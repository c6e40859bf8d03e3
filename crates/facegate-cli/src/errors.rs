use facegate_config::ConfigError;

pub use facegate_core::errors::{AppError, AppResult, ErrorKind};

/// Folds configuration loading failures into the shared error type.
pub fn config_error(err: ConfigError) -> AppError {
    match err {
        ConfigError::Read { path, source } => AppError::Config {
            path,
            message: source.to_string(),
        },
        ConfigError::Parse { path, message } | ConfigError::Invalid { path, message } => {
            AppError::Config { path, message }
        }
    }
}

#[cfg(test)]
mod tests {
    use super::*;
    use std::path::PathBuf;

    #[test]
    fn config_errors_keep_their_path() {
        let err = config_error(ConfigError::Parse {
            path: PathBuf::from("/etc/facegate/config.toml"),
            message: "expected value".into(),
        });
        assert_eq!(err.kind(), ErrorKind::Configuration);
        assert!(err.to_string().contains("/etc/facegate/config.toml"));
    }
}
--------------------------------------------------
**WHAT IS REQUIRED:**
Using the data above, show each line where "ErrorKind" occurs.

**RESPONSE:**
pub use facegate_core::errors::{AppError, AppResult, ErrorKind};
        assert_eq!(err.kind(), ErrorKind::Configuration);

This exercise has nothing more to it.